Anyone who lets the surprising nature of life work for them rather than against them is on to a winner. The capacity to make the most of life lies entirely in our attitude. If we are upbeat and expect the best, we are inclined to attract positive opportunities.

Different stages of life bring different challenges, possibilities and interests. Our preoccupations might change as we grow older but some of the underlying issues remain the same. We all need to watch that we don’t slip into negativity and cynicism when change comes along. Here, I hope to highlight both the perennial and specific life challenges that you might face each decade, and give some pointers as to how to deal with them. Fast Track to Happiness by Lynda Field, £8.99, Vermilion Age

Age 16-25

Key issues This is an intense period of great transition. There is inevitable peer pressure to contend with, alongside the struggle to gain your independence and break away from the family (emotionally, physically and, eventually, financially). Many young people experience a crisis of body confidence as they undergo an onslaught of powerful hormones and may face greasy skin (most common in boys) and weight gain (commonly in girls), just at a time when they desire to be attractive to the opposite sex.
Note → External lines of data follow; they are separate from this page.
//! Frame Cache: stamp-based memoization for signal values and field handles
//! (spec.md §3 "Frame Cache Entries", §4.4).
//!
//! Stamp semantics (spec.md §4.4):
//! - `frameId` starts at 1, not 0, so a zero-filled stamp array means "never
//!   cached" rather than colliding with a real frame.
//! - `new_frame` increments `frameId` and clears the buffer map in O(1); it
//!   does **not** zero the stamp arrays — a hit is simply `stamp[i] ==
//!   frameId`, so last frame's stamps just stop matching.
//! - `invalidate` zeros the stamp arrays and clears the buffer map but
//!   leaves `frameId` untouched; it stays monotonic across invalidations
//!   (hot-swap relies on this — spec.md §4.11 step 4).

use std::collections::HashMap;
use std::hash::BuildHasherDefault;

use ahash::AHasher;
use core_model::{BufferKey, FieldExprId, SignalExprId, Value};

type FastMap<K, V> = HashMap<K, V, BuildHasherDefault<AHasher>>;

#[derive(Debug)]
pub struct FrameCache {
    frame_id: u32,
    signal_values: Vec<f64>,
    signal_stamps: Vec<u32>,
    field_handles: Vec<Option<Value>>,
    field_stamps: Vec<u32>,
    buffer_map: FastMap<BufferKey, Value>,
}

impl FrameCache {
    /// `signal_count`/`field_count` are the sizes of the program's signal
    /// and field expression tables (spec.md §4.4 "Capacities are derived
    /// from the sizes of the signal and field expression tables").
    pub fn new(signal_count: usize, field_count: usize) -> Self {
        Self {
            frame_id: 1,
            signal_values: vec![0.0; signal_count],
            signal_stamps: vec![0; signal_count],
            field_handles: (0..field_count).map(|_| None).collect(),
            field_stamps: vec![0; field_count],
            buffer_map: FastMap::default(),
        }
    }

    pub fn frame_id(&self) -> u32 {
        self.frame_id
    }

    /// Restore a previously observed `frameId`, preserving monotonicity
    /// across hot-swap (spec.md §4.11 step 3: "Copy `frameId` ... from old
    /// to new"). Does not touch stamps or the buffer map.
    pub fn restore_frame_id(&mut self, frame_id: u32) {
        self.frame_id = frame_id;
    }

    /// Advance to a new frame: increment `frameId`, clear the buffer map.
    /// O(1) — stamp arrays are left alone.
    pub fn new_frame(&mut self) -> u32 {
        self.frame_id += 1;
        self.buffer_map.clear();
        self.frame_id
    }

    /// Zero all stamps and clear the buffer map. `frameId` is untouched and
    /// remains monotonic (used by hot-swap to invalidate derived state
    /// without resetting time continuity).
    pub fn invalidate(&mut self) {
        self.signal_stamps.iter_mut().for_each(|s| *s = 0);
        self.field_stamps.iter_mut().for_each(|s| *s = 0);
        self.buffer_map.clear();
    }

    pub fn signal_get(&self, id: SignalExprId) -> Option<f64> {
        let idx = id.0 as usize;
        if self.signal_stamps.get(idx).copied() == Some(self.frame_id) {
            tracing::trace!(target: "cache.signal", ?id, "hit");
            Some(self.signal_values[idx])
        } else {
            None
        }
    }

    pub fn signal_set(&mut self, id: SignalExprId, value: f64) {
        let idx = id.0 as usize;
        self.signal_values[idx] = value;
        self.signal_stamps[idx] = self.frame_id;
    }

    pub fn field_get(&self, id: FieldExprId) -> Option<&Value> {
        let idx = id.0 as usize;
        if self.field_stamps.get(idx).copied() == Some(self.frame_id) {
            tracing::trace!(target: "cache.field", ?id, "hit");
            self.field_handles[idx].as_ref()
        } else {
            None
        }
    }

    pub fn field_set(&mut self, id: FieldExprId, handle: Value) {
        let idx = id.0 as usize;
        self.field_handles[idx] = Some(handle);
        self.field_stamps[idx] = self.frame_id;
    }

    pub fn buffer_get(&self, key: &BufferKey) -> Option<&Value> {
        let hit = self.buffer_map.get(key);
        if hit.is_some() {
            tracing::trace!(target: "cache.buffer", ?key, "hit");
        }
        hit
    }

    pub fn buffer_set(&mut self, key: BufferKey, value: Value) {
        self.buffer_map.insert(key, value);
    }
}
Challenges How to: Maintain your self-esteem and the confidence to act independently. Bounce back and not be floored by the many mistakes that you will make along the way.

What to do: Keep the lines of communication open with your parents. This will help you to establish a solid base to launch from. Take a part-time job while still in full-time education and familiarise yourself with the adult world. Try work experience in any area that interests you. Don’t compare yourself with others; this habit only leads to low self-esteem. Just remind yourself that you are a one-off with your own unique qualities. Play team games, this will maintain your endorphin (happiness) levels and help you to build body confidence and good relationships.

Age 26-35

Key issues This is a more stabilising time, with your focus on career development, relationships and possibly marriage. There may be dilemmas concerning who and what to commit to (mortgage, person, profession) and also of course the financial strains involved in settling down. There might also be a sense of loss of youth and personal freedom and this can affect your decision-making powers.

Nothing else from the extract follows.